WHAT IS BEING ASKED >> Figure out how many lines in these records contain "const". Only the number belongs in the reply.

[Dataset entries]
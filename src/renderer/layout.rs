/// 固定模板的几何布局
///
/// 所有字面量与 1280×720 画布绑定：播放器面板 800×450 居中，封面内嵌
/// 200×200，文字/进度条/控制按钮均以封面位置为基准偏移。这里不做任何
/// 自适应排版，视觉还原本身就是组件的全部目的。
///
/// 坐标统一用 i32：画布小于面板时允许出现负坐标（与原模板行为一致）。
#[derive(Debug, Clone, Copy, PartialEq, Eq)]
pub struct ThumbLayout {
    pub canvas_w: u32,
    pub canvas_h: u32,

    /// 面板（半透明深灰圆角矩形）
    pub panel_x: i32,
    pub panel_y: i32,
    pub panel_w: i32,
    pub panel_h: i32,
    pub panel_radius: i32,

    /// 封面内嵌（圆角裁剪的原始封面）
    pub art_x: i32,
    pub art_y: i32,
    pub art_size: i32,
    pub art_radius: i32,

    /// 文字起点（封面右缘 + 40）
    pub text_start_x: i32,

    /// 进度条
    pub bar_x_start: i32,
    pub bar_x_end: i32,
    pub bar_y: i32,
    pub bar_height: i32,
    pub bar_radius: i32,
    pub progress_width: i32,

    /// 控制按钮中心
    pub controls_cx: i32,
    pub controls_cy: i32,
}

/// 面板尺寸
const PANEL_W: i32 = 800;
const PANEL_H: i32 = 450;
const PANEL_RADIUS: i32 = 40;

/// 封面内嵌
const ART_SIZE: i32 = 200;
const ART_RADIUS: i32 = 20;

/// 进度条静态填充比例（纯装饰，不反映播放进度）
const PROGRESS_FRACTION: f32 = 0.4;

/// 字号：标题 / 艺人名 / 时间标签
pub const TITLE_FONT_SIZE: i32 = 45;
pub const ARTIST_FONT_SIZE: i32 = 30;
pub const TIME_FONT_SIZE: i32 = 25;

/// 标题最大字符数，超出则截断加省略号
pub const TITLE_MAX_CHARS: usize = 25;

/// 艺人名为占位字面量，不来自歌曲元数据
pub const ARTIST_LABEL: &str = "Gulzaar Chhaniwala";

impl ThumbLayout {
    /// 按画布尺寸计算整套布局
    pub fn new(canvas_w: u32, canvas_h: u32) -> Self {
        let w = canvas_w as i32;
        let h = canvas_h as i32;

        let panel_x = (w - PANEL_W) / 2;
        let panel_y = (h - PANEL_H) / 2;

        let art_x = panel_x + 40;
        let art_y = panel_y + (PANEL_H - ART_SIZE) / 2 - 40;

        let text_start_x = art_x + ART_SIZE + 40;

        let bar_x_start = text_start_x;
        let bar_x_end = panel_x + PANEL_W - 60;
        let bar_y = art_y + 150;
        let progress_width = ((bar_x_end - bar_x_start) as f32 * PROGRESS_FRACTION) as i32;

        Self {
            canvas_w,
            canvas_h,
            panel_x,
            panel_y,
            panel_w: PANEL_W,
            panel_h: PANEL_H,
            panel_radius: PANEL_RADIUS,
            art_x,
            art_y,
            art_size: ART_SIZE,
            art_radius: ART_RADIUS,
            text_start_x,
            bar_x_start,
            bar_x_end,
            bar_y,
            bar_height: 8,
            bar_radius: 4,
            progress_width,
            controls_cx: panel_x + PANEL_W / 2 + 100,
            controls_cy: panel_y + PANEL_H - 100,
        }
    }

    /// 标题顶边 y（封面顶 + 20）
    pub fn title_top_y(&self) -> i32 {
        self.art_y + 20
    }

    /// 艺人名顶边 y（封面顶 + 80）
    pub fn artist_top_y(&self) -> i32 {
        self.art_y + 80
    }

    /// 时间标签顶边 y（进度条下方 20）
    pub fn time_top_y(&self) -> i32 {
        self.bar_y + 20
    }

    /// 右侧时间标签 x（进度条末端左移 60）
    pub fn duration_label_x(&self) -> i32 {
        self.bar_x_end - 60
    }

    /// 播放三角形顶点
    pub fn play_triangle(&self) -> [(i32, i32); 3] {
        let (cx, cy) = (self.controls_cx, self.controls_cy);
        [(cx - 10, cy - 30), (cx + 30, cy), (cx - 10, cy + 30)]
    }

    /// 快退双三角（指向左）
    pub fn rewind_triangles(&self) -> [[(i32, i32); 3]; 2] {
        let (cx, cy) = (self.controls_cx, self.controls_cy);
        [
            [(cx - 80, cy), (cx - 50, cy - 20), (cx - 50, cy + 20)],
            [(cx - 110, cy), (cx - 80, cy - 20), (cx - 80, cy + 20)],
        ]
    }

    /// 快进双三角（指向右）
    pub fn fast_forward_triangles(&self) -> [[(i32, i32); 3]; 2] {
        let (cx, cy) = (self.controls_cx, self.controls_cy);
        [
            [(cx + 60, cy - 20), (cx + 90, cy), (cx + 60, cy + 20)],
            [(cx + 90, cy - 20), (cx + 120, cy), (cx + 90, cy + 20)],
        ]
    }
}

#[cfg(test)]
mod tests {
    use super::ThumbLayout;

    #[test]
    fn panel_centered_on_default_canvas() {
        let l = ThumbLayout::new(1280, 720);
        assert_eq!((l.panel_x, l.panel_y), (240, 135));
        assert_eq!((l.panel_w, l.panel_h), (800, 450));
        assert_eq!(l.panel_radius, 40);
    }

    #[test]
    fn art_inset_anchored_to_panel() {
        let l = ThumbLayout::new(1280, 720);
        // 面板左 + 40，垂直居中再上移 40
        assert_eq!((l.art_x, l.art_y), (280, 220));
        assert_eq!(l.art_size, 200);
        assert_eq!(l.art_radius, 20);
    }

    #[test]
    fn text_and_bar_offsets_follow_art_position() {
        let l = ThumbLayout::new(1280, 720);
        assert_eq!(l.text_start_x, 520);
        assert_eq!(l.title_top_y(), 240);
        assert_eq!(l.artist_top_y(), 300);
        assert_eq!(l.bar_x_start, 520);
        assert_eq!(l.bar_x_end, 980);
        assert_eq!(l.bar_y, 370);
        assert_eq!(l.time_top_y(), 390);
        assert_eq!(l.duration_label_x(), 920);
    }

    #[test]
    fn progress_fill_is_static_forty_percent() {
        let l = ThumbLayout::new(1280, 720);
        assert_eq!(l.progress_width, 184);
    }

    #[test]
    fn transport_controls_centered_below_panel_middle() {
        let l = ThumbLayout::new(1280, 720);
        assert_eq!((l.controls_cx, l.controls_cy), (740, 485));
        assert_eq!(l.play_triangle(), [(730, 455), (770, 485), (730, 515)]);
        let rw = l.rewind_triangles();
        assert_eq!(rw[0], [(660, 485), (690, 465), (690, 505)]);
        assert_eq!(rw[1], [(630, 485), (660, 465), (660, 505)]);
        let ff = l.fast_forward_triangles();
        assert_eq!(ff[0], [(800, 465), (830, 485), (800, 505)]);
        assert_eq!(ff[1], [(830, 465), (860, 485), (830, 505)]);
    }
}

ANSWER SECTION >> 11